(Beginning of The input)
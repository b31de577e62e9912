use crate::error::{ConfigError, TrialError};
use crate::parameters::PhysicalParameters;

use ndarray::{Array1, ArrayView1, Zip};
use std::f64::consts::PI;

/// Phase stepping curve: `n` samples over one period
///
/// Sample `k` is taken at the phase step angle $\theta_k = 2\pi k / n$, see [phase_steps].
/// The length is fixed at construction and the samples are never mutated: noise injection
/// produces a new curve.
#[derive(Clone, Debug, PartialEq)]
pub struct SampleCurve {
    sample: Array1<f64>,
}

impl SampleCurve {
    pub fn new(sample: Array1<f64>) -> Self {
        Self { sample }
    }

    /// All-zero curve of the given length
    pub fn zeros(len: usize) -> Self {
        Self::new(Array1::zeros(len))
    }

    #[inline]
    pub fn len(&self) -> usize {
        self.sample.len()
    }

    #[inline]
    pub fn is_empty(&self) -> bool {
        self.sample.is_empty()
    }

    pub fn view(&self) -> ArrayView1<'_, f64> {
        self.sample.view()
    }

    pub fn iter(&self) -> impl Iterator<Item = &f64> {
        self.sample.iter()
    }

    pub fn to_vec(&self) -> Vec<f64> {
        self.sample.to_vec()
    }

    pub fn into_inner(self) -> Array1<f64> {
        self.sample
    }

    /// Phase step angles of this curve
    pub fn angles(&self) -> Array1<f64> {
        phase_steps(self.len()).map(|(theta, _, _)| theta).collect()
    }

    /// Elementwise sum with a perturbation of the same length
    pub fn perturbed(&self, perturbation: &SampleCurve) -> Result<Self, TrialError> {
        if perturbation.len() != self.len() {
            return Err(TrialError::PerturbationLength {
                expected: self.len(),
                actual: perturbation.len(),
            });
        }
        let sample = Zip::from(&self.sample)
            .and(&perturbation.sample)
            .map_collect(|&y, &dy| y + dy);
        Ok(Self::new(sample))
    }
}

impl From<Array1<f64>> for SampleCurve {
    fn from(sample: Array1<f64>) -> Self {
        Self::new(sample)
    }
}

impl From<Vec<f64>> for SampleCurve {
    fn from(v: Vec<f64>) -> Self {
        Self::new(v.into())
    }
}

impl From<&[f64]> for SampleCurve {
    fn from(s: &[f64]) -> Self {
        Self::new(Array1::from(s.to_vec()))
    }
}

impl<const N: usize> From<[f64; N]> for SampleCurve {
    fn from(a: [f64; N]) -> Self {
        Self::new(Array1::from(a.to_vec()))
    }
}

/// Iterator over $(\theta_k, \sin\theta_k, \cos\theta_k)$ for $\theta_k = 2\pi k / n$, $k = 0..n$
///
/// Every angle is evaluated directly from `k`, so there is no accumulated error for long
/// curves.
pub fn phase_steps(n: usize) -> impl ExactSizeIterator<Item = (f64, f64, f64)> {
    let period = 2.0 * PI / (n as f64);
    (0..n).map(move |k| {
        let theta = period * (k as f64);
        let (sin, cos) = theta.sin_cos();
        (theta, sin, cos)
    })
}

/// Noiseless phase stepping curve with `steps` samples over one period
///
/// Sample `k` is `average * (1 + visibility * cos(θ_k - phase))`.
pub fn synthesize(
    average: f64,
    visibility: f64,
    phase: f64,
    steps: usize,
) -> Result<SampleCurve, ConfigError> {
    PhysicalParameters::new(average, visibility, phase).synthesize(steps)
}

impl PhysicalParameters {
    /// See [synthesize]
    pub fn synthesize(&self, steps: usize) -> Result<SampleCurve, ConfigError> {
        if steps == 0 {
            return Err(ConfigError::NonPositiveSteps);
        }
        let sample = phase_steps(steps)
            .map(|(theta, _, _)| {
                self.average * (1.0 + self.visibility * f64::cos(theta - self.phase))
            })
            .collect::<Array1<_>>();
        Ok(sample.into())
    }
}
(End of The input)
• Task item:
Each record above must be transcribed exactly, and none may be skipped.

• Result below:
repository b31de577e62e9912
use crate::error::{ConfigError, TrialError};
use crate::parameters::PhysicalParameters;

use ndarray::{Array1, ArrayView1, Zip};
use std::f64::consts::PI;

/// Phase stepping curve: `n` samples over one period
///
/// Sample `k` is taken at the phase step angle $\theta_k = 2\pi k / n$, see [phase_steps].
/// The length is fixed at construction and the samples are never mutated: noise injection
/// produces a new curve.
#[derive(Clone, Debug, PartialEq)]
pub struct SampleCurve {
    sample: Array1<f64>,
}

impl SampleCurve {
    pub fn new(sample: Array1<f64>) -> Self {
        Self { sample }
    }

    /// All-zero curve of the given length
    pub fn zeros(len: usize) -> Self {
        Self::new(Array1::zeros(len))
    }

    #[inline]
    pub fn len(&self) -> usize {
        self.sample.len()
    }

    #[inline]
    pub fn is_empty(&self) -> bool {
        self.sample.is_empty()
    }

    pub fn view(&self) -> ArrayView1<'_, f64> {
        self.sample.view()
    }

    pub fn iter(&self) -> impl Iterator<Item = &f64> {
        self.sample.iter()
    }

    pub fn to_vec(&self) -> Vec<f64> {
        self.sample.to_vec()
    }

    pub fn into_inner(self) -> Array1<f64> {
        self.sample
    }

    /// Phase step angles of this curve
    pub fn angles(&self) -> Array1<f64> {
        phase_steps(self.len()).map(|(theta, _, _)| theta).collect()
    }

    /// Elementwise sum with a perturbation of the same length
    pub fn perturbed(&self, perturbation: &SampleCurve) -> Result<Self, TrialError> {
        if perturbation.len() != self.len() {
            return Err(TrialError::PerturbationLength {
                expected: self.len(),
                actual: perturbation.len(),
            });
        }
        let sample = Zip::from(&self.sample)
            .and(&perturbation.sample)
            .map_collect(|&y, &dy| y + dy);
        Ok(Self::new(sample))
    }
}

impl From<Array1<f64>> for SampleCurve {
    fn from(sample: Array1<f64>) -> Self {
        Self::new(sample)
    }
}

impl From<Vec<f64>> for SampleCurve {
    fn from(v: Vec<f64>) -> Self {
        Self::new(v.into())
    }
}

impl From<&[f64]> for SampleCurve {
    fn from(s: &[f64]) -> Self {
        Self::new(Array1::from(s.to_vec()))
    }
}

impl<const N: usize> From<[f64; N]> for SampleCurve {
    fn from(a: [f64; N]) -> Self {
        Self::new(Array1::from(a.to_vec()))
    }
}

/// Iterator over $(\theta_k, \sin\theta_k, \cos\theta_k)$ for $\theta_k = 2\pi k / n$, $k = 0..n$
///
/// Every angle is evaluated directly from `k`, so there is no accumulated error for long
/// curves.
pub fn phase_steps(n: usize) -> impl ExactSizeIterator<Item = (f64, f64, f64)> {
    let period = 2.0 * PI / (n as f64);
    (0..n).map(move |k| {
        let theta = period * (k as f64);
        let (sin, cos) = theta.sin_cos();
        (theta, sin, cos)
    })
}

/// Noiseless phase stepping curve with `steps` samples over one period
///
/// Sample `k` is `average * (1 + visibility * cos(θ_k - phase))`.
pub fn synthesize(
    average: f64,
    visibility: f64,
    phase: f64,
    steps: usize,
) -> Result<SampleCurve, ConfigError> {
    PhysicalParameters::new(average, visibility, phase).synthesize(steps)
}

impl PhysicalParameters {
    /// See [synthesize]
    pub fn synthesize(&self, steps: usize) -> Result<SampleCurve, ConfigError> {
        if steps == 0 {
            return Err(ConfigError::NonPositiveSteps);
        }
        let sample = phase_steps(steps)
            .map(|(theta, _, _)| {
                self.average * (1.0 + self.visibility * f64::cos(theta - self.phase))
            })
            .collect::<Array1<_>>();
        Ok(sample.into())
    }
}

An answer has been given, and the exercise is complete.